Don’t get too excited about this idea just yet; a few key considerations need to be taken into account.
The History of Automated Tax Filing
Automated tax filing is not a new idea. It has been on the radar of those of us who are at the front of technology for accounting and tax for several years. It was mentioned in a speech from the throne in 2022 and was on our radar even earlier.
Is This for Me?
When asking yourself whether or not this will apply to your situation, you need to understand your situation and whether or not the government’s system will work well for you – or will cause you to pay more tax than you deserve.
The CRA receives tax slips from employers and financial institutions and posts them on CRA My Account. (If you haven’t registered, take a break from this article and go register!) As tax preparation professionals, we access your account through CRA Rep a Client. However, CRA does not receive ALL the information that may be included in your tax return.
What to Think About
If any of the following situations apply to you, you’ll probably still need to file your own taxes:
- Child Care Expenses
- Medical Expenses
- Charitable and Political Donations
- Tax Optimization opportunities
- Significant or unusual investments
- Real Estate Transactions
- Special situations
If there is anything about your situation that doesn’t appear on a standardized slip that CRA receives, you must file your taxes the normal route or pay more tax than you deserve.

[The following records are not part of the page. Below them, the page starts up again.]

//! Component state for one player session: connection, contract binding,
//! round history and the play form.
//!
//! Asynchronous work is split into jobs (`HistoryJob`, `PlayJob`) that own
//! everything they need, so the UI loop can spawn them and feed the outcome
//! back through `apply_history` / `finish_play`. `fetch_sessions` and `play`
//! run the same jobs inline.

use crate::{
    binding::{
        GameContract,
        PlayRequest,
    },
    connector::ConnectedWallet,
    sessions::{
        SessionRecord,
        sessions_from_events,
    },
    units::parse_units,
};
use color_eyre::eyre::{
    Result,
    WrapErr,
};
use fuels::types::{
    Address,
    ContractId,
};
use tracing::{
    debug,
    error,
    info,
};

const MAX_ERRORS: usize = 50;

#[derive(Clone, Debug, Default, PartialEq, Eq)]
pub struct ConnectionState {
    pub active: bool,
    pub account: Option<Address>,
    pub chain_id: Option<u64>,
}

#[derive(Clone, Debug, PartialEq, Eq)]
pub struct FormState {
    pub wager: String,
    pub display_number: String,
    pub guess_higher: bool,
    pub is_submitting: bool,
}

impl Default for FormState {
    fn default() -> Self {
        FormState {
            wager: String::new(),
            display_number: String::new(),
            guess_higher: true,
            is_submitting: false,
        }
    }
}

impl FormState {
    /// Accepts digits and a single decimal point.
    pub fn push_wager_char(&mut self, c: char) -> bool {
        let accepted = c.is_ascii_digit() || (c == '.' && !self.wager.contains('.'));
        if accepted {
            self.wager.push(c);
        }
        accepted
    }

    pub fn push_display_char(&mut self, c: char) -> bool {
        let accepted = c.is_ascii_digit();
        if accepted {
            self.display_number.push(c);
        }
        accepted
    }

    pub fn pop_wager_char(&mut self) {
        self.wager.pop();
    }

    pub fn pop_display_char(&mut self) {
        self.display_number.pop();
    }

    pub fn toggle_guess(&mut self) {
        self.guess_higher = !self.guess_higher;
    }
}

struct Binding<C> {
    generation: u64,
    contract_id: ContractId,
    account: Address,
    contract: C,
}

/// Loads the full round history from one binding.
pub struct HistoryJob<C> {
    generation: u64,
    load: u64,
    contract: C,
}

pub struct HistoryOutcome {
    generation: u64,
    /// issue order of the load; later loads supersede earlier ones
    load: u64,
    result: Result<Vec<SessionRecord>>,
}

impl<C: GameContract> HistoryJob<C> {
    pub async fn run(self) -> HistoryOutcome {
        let result = self
            .contract
            .round_history()
            .await
            .map(sessions_from_events);
        HistoryOutcome {
            generation: self.generation,
            load: self.load,
            result,
        }
    }
}

/// Submits one play and waits for it to be committed.
pub struct PlayJob<C> {
    contract: C,
    request: PlayRequest,
}

pub struct PlayOutcome {
    request: PlayRequest,
    result: Result<()>,
}

impl<C: GameContract> PlayJob<C> {
    pub async fn run(self) -> PlayOutcome {
        let result = self.contract.win_or_lose(self.request).await;
        PlayOutcome {
            request: self.request,
            result,
        }
    }
}

pub struct GameController<C: GameContract> {
    contract_id: Option<ContractId>,
    decimals: u32,
    connection: ConnectionState,
    signer: Option<C::Signer>,
    binding: Option<Binding<C>>,
    next_generation: u64,
    history_start: u32,
    next_load: u64,
    applied_load: u64,
    sessions: Vec<SessionRecord>,
    pub form: FormState,
    status: String,
    errors: Vec<String>,
}

impl<C: GameContract> GameController<C> {
    pub fn new(contract_id: Option<ContractId>, decimals: u32) -> Self {
        Self {
            contract_id,
            decimals,
            connection: ConnectionState::default(),
            signer: None,
            binding: None,
            next_generation: 0,
            history_start: 0,
            next_load: 0,
            applied_load: 0,
            sessions: Vec::new(),
            form: FormState::default(),
            status: String::from("Not connected"),
            errors: Vec::new(),
        }
    }

    /// First block that can hold the configured contract's rounds.
    pub fn with_history_start(mut self, height: u32) -> Self {
        self.history_start = height;
        self
    }

    pub fn connection(&self) -> &ConnectionState {
        &self.connection
    }

    pub fn sessions(&self) -> &[SessionRecord] {
        &self.sessions
    }

    pub fn contract_id(&self) -> Option<ContractId> {
        self.contract_id
    }

    pub fn decimals(&self) -> u32 {
        self.decimals
    }

    pub fn status(&self) -> &str {
        &self.status
    }

    pub fn errors(&self) -> &[String] {
        &self.errors
    }

    pub fn is_bound(&self) -> bool {
        self.binding.is_some()
    }

    pub fn set_status(&mut self, message: impl Into<String>) {
        self.status = message.into();
    }

    fn push_error(&mut self, message: String) {
        self.errors.push(message);
        if self.errors.len() > MAX_ERRORS {
            let drain = self.errors.len() - MAX_ERRORS;
            self.errors.drain(0..drain);
        }
    }

    /// Applies the result of a wallet authorization attempt. A new binding, if
    /// one could be made, comes back as the history load it triggers.
    pub fn apply_connection(
        &mut self,
        result: Result<ConnectedWallet<C::Signer>>,
    ) -> Option<HistoryJob<C>> {
        match result {
            Ok(connected) => {
                self.connection = ConnectionState {
                    active: true,
                    account: Some(connected.account),
                    chain_id: Some(connected.chain_id),
                };
                self.signer = Some(connected.signer);
                // a fresh signer always means a fresh binding
                self.binding = None;
                self.set_status("Wallet connected");
                self.sync_binding()
            }
            Err(err) => {
                error!(error = %format!("{err:#}"), "error connecting wallet");
                self.push_error(format!("Wallet connection failed: {err:#}"));
                self.set_status("Not connected");
                None
            }
        }
    }

    pub fn set_contract_id(&mut self, contract_id: Option<ContractId>) -> Option<HistoryJob<C>> {
        if contract_id != self.contract_id {
            // nothing is known about where another contract was deployed
            self.history_start = 0;
        }
        self.contract_id = contract_id;
        self.sync_binding()
    }

    /// Recomputes the binding from the current inputs.
    pub fn sync_binding(&mut self) -> Option<HistoryJob<C>> {
        let inputs = match (
            self.connection.active,
            self.connection.account,
            self.contract_id,
            self.signer.as_ref(),
        ) {
            (true, Some(account), Some(contract_id), Some(signer)) => {
                Some((account, contract_id, signer.clone()))
            }
            _ => None,
        };

        let Some((account, contract_id, signer)) = inputs else {
            if self.binding.take().is_some() {
                debug!("contract binding dropped");
            }
            return None;
        };

        if let Some(binding) = &self.binding
            && binding.contract_id == contract_id
            && binding.account == account
        {
            return None;
        }

        self.next_generation += 1;
        self.binding = Some(Binding {
            generation: self.next_generation,
            contract_id,
            account,
            contract: C::bind(contract_id, self.history_start, signer),
        });
        info!(
            %contract_id,
            %account,
            generation = self.next_generation,
            from_block = self.history_start,
            "contract bound"
        );
        self.history_job()
    }

    /// `None` when there is nothing to load from.
    pub fn history_job(&mut self) -> Option<HistoryJob<C>> {
        let binding = self.binding.as_ref()?;
        self.next_load += 1;
        Some(HistoryJob {
            generation: binding.generation,
            load: self.next_load,
            contract: binding.contract.clone(),
        })
    }

    pub fn apply_history(&mut self, outcome: HistoryOutcome) {
        let current = self.binding.as_ref().map(|b| b.generation);
        if current != Some(outcome.generation) {
            debug!(
                generation = outcome.generation,
                "discarding history from a previous binding"
            );
            return;
        }
        if outcome.load < self.applied_load {
            debug!(
                load = outcome.load,
                applied = self.applied_load,
                "discarding history superseded by a newer load"
            );
            return;
        }
        self.applied_load = outcome.load;
        match outcome.result {
            Ok(sessions) => {
                info!(count = sessions.len(), "player sessions loaded");
                self.set_status(format!("Loaded {} session(s)", sessions.len()));
                self.sessions = sessions;
            }
            Err(err) => {
                error!(error = %format!("{err:#}"), "error fetching sessions");
                self.push_error(format!("Failed to load sessions: {err:#}"));
            }
        }
    }

    fn play_request(&self) -> Result<PlayRequest> {
        let wager = parse_units(&self.form.wager, self.decimals)?;
        let display = self
            .form
            .display_number
            .trim()
            .parse::<u64>()
            .wrap_err_with(|| format!("invalid number '{}'", self.form.display_number))?;
        Ok(PlayRequest {
            wager,
            display,
            guess_higher: self.form.guess_higher,
        })
    }

    /// Starts a play if one is allowed: bound, both fields filled, nothing in
    /// flight. Anything else is silently ignored.
    pub fn begin_play(&mut self) -> Option<PlayJob<C>> {
        if self.form.is_submitting {
            return None;
        }
        let contract = self.binding.as_ref()?.contract.clone();
        if self.form.wager.trim().is_empty() || self.form.display_number.trim().is_empty() {
            return None;
        }
        let request = match self.play_request() {
            Ok(request) => request,
            Err(err) => {
                error!(error = %format!("{err:#}"), "error playing game");
                self.push_error(format!("Play failed: {err:#}"));
                return None;
            }
        };
        self.form.is_submitting = true;
        self.set_status("Playing...");
        info!(?request, "submitting play");
        Some(PlayJob { contract, request })
    }

    /// Clears the submitting flag. A confirmed play hands back the history
    /// reload it requires.
    pub fn finish_play(&mut self, outcome: PlayOutcome) -> Option<HistoryJob<C>> {
        self.form.is_submitting = false;
        match outcome.result {
            Ok(()) => {
                info!(request = ?outcome.request, "play confirmed");
                self.set_status("Round confirmed; reloading sessions");
                self.history_job()
            }
            Err(err) => {
                error!(error = %format!("{err:#}"), "error playing game");
                self.push_error(format!("Play failed: {err:#}"));
                self.set_status("Play failed");
                None
            }
        }
    }

    pub async fn fetch_sessions(&mut self) {
        if let Some(job) = self.history_job() {
            let outcome = job.run().await;
            self.apply_history(outcome);
        }
    }

    pub async fn play(&mut self) {
        let Some(job) = self.begin_play() else {
            return;
        };
        let outcome = job.run().await;
        if let Some(reload) = self.finish_play(outcome) {
            let outcome = reload.run().await;
            self.apply_history(outcome);
        }
    }
}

In our discussions with peers and our reading on the subject, we make a lot of assumptions, and it wouldn’t be fair to give our opinion without discussing some of the assumptions behind it.
We are assuming the following:
- This is intended for people who don’t regularly file their taxes and, as a result, end up having their social benefits suspended. Primarily, this will be lower-income individuals with special circumstances. Research has supported this (see the CTV article linked above).

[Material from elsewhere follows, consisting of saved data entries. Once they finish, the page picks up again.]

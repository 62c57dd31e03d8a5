//! Ordered, multi-valued header list.
//!
//! `http::HeaderMap` groups values by name, which loses the relative order of
//! interleaved fields such as `[A, B, A]`. HTTP/1.x messages are written and read
//! in wire order here, so fields live in a plain vector and lookups are linear.
//! Header blocks are small enough that this never shows up in profiles.

use std::slice;

use http::{HeaderMap, HeaderName, HeaderValue};

/// A single `name: value` field line.
#[derive(Debug, Clone, PartialEq, Eq)]
pub struct HeaderField {
    name: HeaderName,
    value: HeaderValue,
}

impl HeaderField {
    pub fn new(name: HeaderName, value: HeaderValue) -> Self {
        Self { name, value }
    }

    pub fn name(&self) -> &HeaderName {
        &self.name
    }

    pub fn value(&self) -> &HeaderValue {
        &self.value
    }

    pub fn into_parts(self) -> (HeaderName, HeaderValue) {
        (self.name, self.value)
    }
}

/// Header fields in the order they were added or received.
///
/// Duplicate names are kept as distinct entries. Name lookups are ASCII
/// case-insensitive and accept anything that reads as a `str`, including the
/// `http::header` constants.
#[derive(Debug, Clone, Default, PartialEq, Eq)]
pub struct HeaderFields {
    fields: Vec<HeaderField>,
}

impl HeaderFields {
    pub fn new() -> Self {
        Self::default()
    }

    pub fn with_capacity(capacity: usize) -> Self {
        Self { fields: Vec::with_capacity(capacity) }
    }

    #[inline]
    pub fn len(&self) -> usize {
        self.fields.len()
    }

    #[inline]
    pub fn is_empty(&self) -> bool {
        self.fields.is_empty()
    }

    /// Appends a field after all existing ones.
    pub fn append(&mut self, name: HeaderName, value: HeaderValue) {
        self.fields.push(HeaderField::new(name, value));
    }

    /// Returns the first value stored under `name`.
    pub fn get<K: AsRef<str>>(&self, name: K) -> Option<&HeaderValue> {
        self.get_all(name).next()
    }

    /// Returns every value stored under `name`, in order.
    pub fn get_all<K: AsRef<str>>(&self, name: K) -> impl Iterator<Item = &HeaderValue> {
        self.fields.iter().filter(move |field| field.name.as_str().eq_ignore_ascii_case(name.as_ref())).map(HeaderField::value)
    }

    pub fn contains<K: AsRef<str>>(&self, name: K) -> bool {
        self.get(name).is_some()
    }

    /// Removes every field named `name`, returning how many were removed.
    pub fn remove<K: AsRef<str>>(&mut self, name: K) -> usize {
        let before = self.fields.len();
        self.fields.retain(|field| !field.name.as_str().eq_ignore_ascii_case(name.as_ref()));
        before - self.fields.len()
    }

    /// Joins every value of `name` with `", "` for presentation.
    ///
    /// Values holding non UTF-8 bytes are converted lossily.
    pub fn joined<K: AsRef<str>>(&self, name: K) -> Option<String> {
        let mut values = self.get_all(name).peekable();
        values.peek()?;

        let mut joined = String::new();
        for (i, value) in values.enumerate() {
            if i > 0 {
                joined.push_str(", ");
            }
            joined.push_str(&String::from_utf8_lossy(value.as_bytes()));
        }
        Some(joined)
    }

    pub fn iter(&self) -> slice::Iter<'_, HeaderField> {
        self.fields.iter()
    }

    /// Copies the fields into a `HeaderMap`, keeping the per-name value order.
    pub fn to_header_map(&self) -> HeaderMap {
        let mut map = HeaderMap::with_capacity(self.fields.len());
        for field in &self.fields {
            map.append(field.name.clone(), field.value.clone());
        }
        map
    }

    /// Returns true when the last `Transfer-Encoding` coding is `chunked`.
    pub(crate) fn is_chunked(&self) -> bool {
        const CHUNKED: &[u8] = b"chunked";
        self.get_all(http::header::TRANSFER_ENCODING)
            .last()
            .and_then(|value| value.as_bytes().rsplit(|b| *b == b',').next())
            .is_some_and(|coding| coding.trim_ascii().eq_ignore_ascii_case(CHUNKED))
    }

    /// Returns true when any `Connection` field lists the `close` option.
    pub(crate) fn has_connection_close(&self) -> bool {
        self.get_all(http::header::CONNECTION)
            .flat_map(|value| value.as_bytes().split(|b| *b == b','))
            .any(|option| option.trim_ascii().eq_ignore_ascii_case(b"close"))
    }
}

impl<'a> IntoIterator for &'a HeaderFields {
    type Item = &'a HeaderField;
    type IntoIter = slice::Iter<'a, HeaderField>;

    fn into_iter(self) -> Self::IntoIter {
        self.fields.iter()
    }
}

impl IntoIterator for HeaderFields {
    type Item = HeaderField;
    type IntoIter = std::vec::IntoIter<HeaderField>;

    fn into_iter(self) -> Self::IntoIter {
        self.fields.into_iter()
    }
}

impl FromIterator<(HeaderName, HeaderValue)> for HeaderFields {
    fn from_iter<I: IntoIterator<Item = (HeaderName, HeaderValue)>>(iter: I) -> Self {
        Self { fields: iter.into_iter().map(|(name, value)| HeaderField::new(name, value)).collect() }
    }
}

impl Extend<(HeaderName, HeaderValue)> for HeaderFields {
    fn extend<I: IntoIterator<Item = (HeaderName, HeaderValue)>>(&mut self, iter: I) {
        self.fields.extend(iter.into_iter().map(|(name, value)| HeaderField::new(name, value)));
    }
}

- The government will prefill the tax return with what they have, and if you want to claim anything differently, you’ll have to go through the tax return process as it exists today.
- The government will earn more revenue by attrition as people will not claim the deductions they are entitled to since the tax return was prepared for them.

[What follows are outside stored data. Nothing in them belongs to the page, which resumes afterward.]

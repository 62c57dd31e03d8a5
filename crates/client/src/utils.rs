//! Utility macros used across the client crate.

/// Returns early with an error if a condition is not met.
///
/// Works like `assert!`, but instead of panicking it returns `Err($error)`
/// from the enclosing function. Used for wire-format validation where a bad
/// byte must become a typed error.
///
/// ```ignore
/// ensure!(head_len <= max_bytes, ParseError::too_large_header(head_len, max_bytes));
/// ```
macro_rules! ensure {
    ($predicate:expr, $error:expr) => {
        if !$predicate {
            return Err($error);
        }
    };
}

pub(crate) use ensure;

- The CRA will still charge interest on taxes that have been refunded but become repayable because a slip is amended or received late.
- This program won’t roll out in a meaningful way for several years
Barriers to Entry
A big part of the problem is barriers to entry. To receive social benefits, you need a permanent address, a bank account, a phone number, and sometimes an internet connection. The Canadians this is geared toward serving will either end up paying more tax (getting less of a refund) than they deserve or will have difficulty accessing and using the program.
There are volunteer tax clinics and File My Return, a free CRA service, both geared toward low income individuals. Right now, fewer people use these services than ought to. By 2025, 2 million Canadians will be eligible for File My Return (see the same CTV article).
Announcements like this can seem fantastic. You’re going to do my taxes for me for free!
Well, they are conditional.
This program won’t apply to everyone and will result in the most vulnerable people paying more than their fair share of taxes. Conversely, at least those who qualify will continue to receive their benefits.